▶ EXERCISE REQUIREMENTS
All lines from the opening of the entries below through the line containing "field is optional;" must be output exactly as they appear, with no other lines.
········
// SPDX-License-Identifier: Apache-2.0

//! Process-wide tunables, collected into one immutable struct built by a
//! builder and handed to the engine constructor, rather than scattered as
//! global state.

use serde::Deserialize;
use std::path::PathBuf;
use std::time::Duration;

fn default_socket_path() -> PathBuf {
	PathBuf::from("/run/secrets-engine/engine.sock")
}

const fn default_registration_timeout_millis() -> u64 {
	5_000
}

const fn default_request_timeout_millis() -> u64 {
	10_000
}

const fn default_shutdown_timeout_millis() -> u64 {
	2_000
}

const fn default_max_tries() -> u32 {
	0
}

/// On-disk configuration, deserialized from TOML. Every field is optional;
/// [`Config::from_partial`] applies the baked-in defaults.
#[derive(Debug, Default, Deserialize)]
#[serde(rename_all = "kebab-case")]
pub struct PartialConfig {
	pub socket_path: Option<PathBuf>,
	pub plugin_dir: Option<PathBuf>,
	pub dynamic_plugins: Option<bool>,
	pub registration_timeout_millis: Option<u64>,
	pub request_timeout_millis: Option<u64>,
	pub shutdown_timeout_millis: Option<u64>,
	/// 0 means retry without a try-count ceiling (still bounded by
	/// `max_elapsed` inside the supervisor's backoff policy).
	pub max_tries: Option<u32>,
}

/// Frozen configuration for one engine instance.
#[derive(Debug, Clone)]
pub struct Config {
	pub socket_path: PathBuf,
	pub plugin_dir: Option<PathBuf>,
	pub dynamic_plugins: bool,
	pub registration_timeout: Duration,
	pub request_timeout: Duration,
	pub shutdown_timeout: Duration,
	pub max_tries: u32,
}

impl Default for Config {
	fn default() -> Self {
		Config {
			socket_path: default_socket_path(),
			plugin_dir: None,
			dynamic_plugins: false,
			registration_timeout: Duration::from_millis(default_registration_timeout_millis()),
			request_timeout: Duration::from_millis(default_request_timeout_millis()),
			shutdown_timeout: Duration::from_millis(default_shutdown_timeout_millis()),
			max_tries: default_max_tries(),
		}
	}
}

impl Config {
	pub fn from_partial(partial: PartialConfig) -> Self {
		let defaults = Config::default();
		Config {
			socket_path: partial.socket_path.unwrap_or(defaults.socket_path),
			plugin_dir: partial.plugin_dir,
			dynamic_plugins: partial.dynamic_plugins.unwrap_or(defaults.dynamic_plugins),
			registration_timeout: partial
				.registration_timeout_millis
				.map(Duration::from_millis)
				.unwrap_or(defaults.registration_timeout),
			request_timeout: partial
				.request_timeout_millis
				.map(Duration::from_millis)
				.unwrap_or(defaults.request_timeout),
			shutdown_timeout: partial
				.shutdown_timeout_millis
				.map(Duration::from_millis)
				.unwrap_or(defaults.shutdown_timeout),
			max_tries: partial.max_tries.unwrap_or(defaults.max_tries),
		}
	}

	pub fn load(path: &std::path::Path) -> anyhow::Result<Self> {
		let text = std::fs::read_to_string(path)?;
		let partial: PartialConfig = toml::from_str(&text)?;
		Ok(Config::from_partial(partial))
	}
}

#[cfg(test)]
mod tests {
	use super::*;

	#[test]
	fn partial_config_falls_back_to_defaults() {
		let config = Config::from_partial(PartialConfig::default());
		assert_eq!(config.socket_path, default_socket_path());
		assert!(!config.dynamic_plugins);
	}

	#[test]
	fn partial_config_overrides_are_applied() {
		let partial = PartialConfig {
			dynamic_plugins: Some(true),
			request_timeout_millis: Some(500),
			..Default::default()
		};
		let config = Config::from_partial(partial);
		assert!(config.dynamic_plugins);
		assert_eq!(config.request_timeout, Duration::from_millis(500));
	}
}
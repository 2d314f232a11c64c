// SPDX-License-Identifier: Apache-2.0

//! The one-shot registration handshake: after the multiplexed session is
//! up, the engine accepts exactly one registration call from the plugin,
//! validates it, and replies with the engine's own parameters.

use crate::error::{Error, ErrorKind};
use crate::plugin::config::{UnvalidatedPluginConfig, ValidatedPluginConfig};
use crate::registry::Registry;
use secrets_proto::{
	mux::MuxChannel,
	proto::RegisterPluginRequest,
	rpc::{self, METHOD_REGISTER_PLUGIN},
	wire_error::WireError,
};
use std::time::Duration;

/// Engine-side parameters handed back to every registering plugin.
#[derive(Debug, Clone)]
pub struct EngineParams {
	pub engine_name: String,
	pub engine_version: String,
	pub request_timeout: Duration,
}

async fn fail(channel: &mut MuxChannel, kind: ErrorKind, message: String) -> Error {
	let err = Error::new(kind, message.clone());
	let wire = WireError::from(Error::new(kind, message));
	let _ = rpc::respond_err(channel, wire).await;
	err
}

/// Drives the registration handshake to completion on `channel`. `name`,
/// if set, is the engine-assigned name for an engine-launched plugin and
/// overrides whatever the plugin reports (preventing a plugin from
/// squatting on another's name); `None` means the plugin's self-reported
/// name is authoritative (the externally-dialled case).
///
/// Callers apply the registration timeout around this future; a plugin
/// that never calls in simply leaves this future pending forever.
pub async fn accept(
	channel: &mut MuxChannel,
	name: Option<&str>,
	registry: &Registry,
	params: &EngineParams,
) -> Result<ValidatedPluginConfig, Error> {
	let (method, payload) = match rpc::read_call(channel).await {
		Ok(Some(call)) => call,
		Ok(None) => {
			return Err(Error::new(
				ErrorKind::Internal,
				"plugin closed the session before registering",
			))
		}
		Err(e) => return Err(Error::with_source(ErrorKind::Internal, "failed to read registration call", e)),
	};

	if method != METHOD_REGISTER_PLUGIN {
		return Err(fail(
			channel,
			ErrorKind::Internal,
			"expected RegisterPlugin as the first call on this session".to_owned(),
		)
		.await);
	}

	let req: RegisterPluginRequest = match prost::Message::decode(payload.as_slice()) {
		Ok(req) => req,
		Err(e) => {
			return Err(fail(
				channel,
				ErrorKind::Internal,
				format!("malformed RegisterPlugin payload: {e}"),
			)
			.await)
		}
	};

	let effective_name = name.map(str::to_owned).unwrap_or_else(|| req.name.clone());
	let unvalidated = UnvalidatedPluginConfig {
		name: effective_name,
		version: req.version,
		pattern: req.pattern,
	};

	let validated = match unvalidated.validate() {
		Ok(v) => v,
		Err(e) => return Err(fail(channel, e.kind(), e.message).await),
	};

	if registry.contains(&validated.name).await {
		return Err(fail(
			channel,
			ErrorKind::RegistrationDuplicateName,
			format!("plugin name '{}' is already registered", validated.name),
		)
		.await);
	}

	let resp = secrets_proto::proto::RegisterPluginResponse {
		engine_name: params.engine_name.clone(),
		engine_version: params.engine_version.clone(),
		request_timeout_millis: params.request_timeout.as_millis() as u64,
	};
	rpc::respond_ok(channel, &resp)
		.await
		.map_err(|e| Error::with_source(ErrorKind::Internal, "failed to send registration response", e))?;

	Ok(validated)
}
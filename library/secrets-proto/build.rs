// SPDX-License-Identifier: Apache-2.0

use anyhow::Result;
use std::path::PathBuf;

fn main() -> Result<()> {
	let root = env!("CARGO_MANIFEST_DIR");

	let protos = vec![PathBuf::from(root)
		.join("proto")
		.join("secrets_engine")
		.join("v1")
		.join("secrets_engine.proto")];
	let includes = vec![PathBuf::from(root).join("proto")];

	tonic_build::configure().compile_protos(&protos, &includes)?;

	Ok(())
}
········
▶ ANSWER BOX
// SPDX-License-Identifier: Apache-2.0

//! Process-wide tunables, collected into one immutable struct built by a
//! builder and handed to the engine constructor, rather than scattered as
//! global state.

use serde::Deserialize;
use std::path::PathBuf;
use std::time::Duration;

fn default_socket_path() -> PathBuf {
	PathBuf::from("/run/secrets-engine/engine.sock")
}

const fn default_registration_timeout_millis() -> u64 {
	5_000
}

const fn default_request_timeout_millis() -> u64 {
	10_000
}

const fn default_shutdown_timeout_millis() -> u64 {
	2_000
}

const fn default_max_tries() -> u32 {
	0
}

/// On-disk configuration, deserialized from TOML. Every field is optional;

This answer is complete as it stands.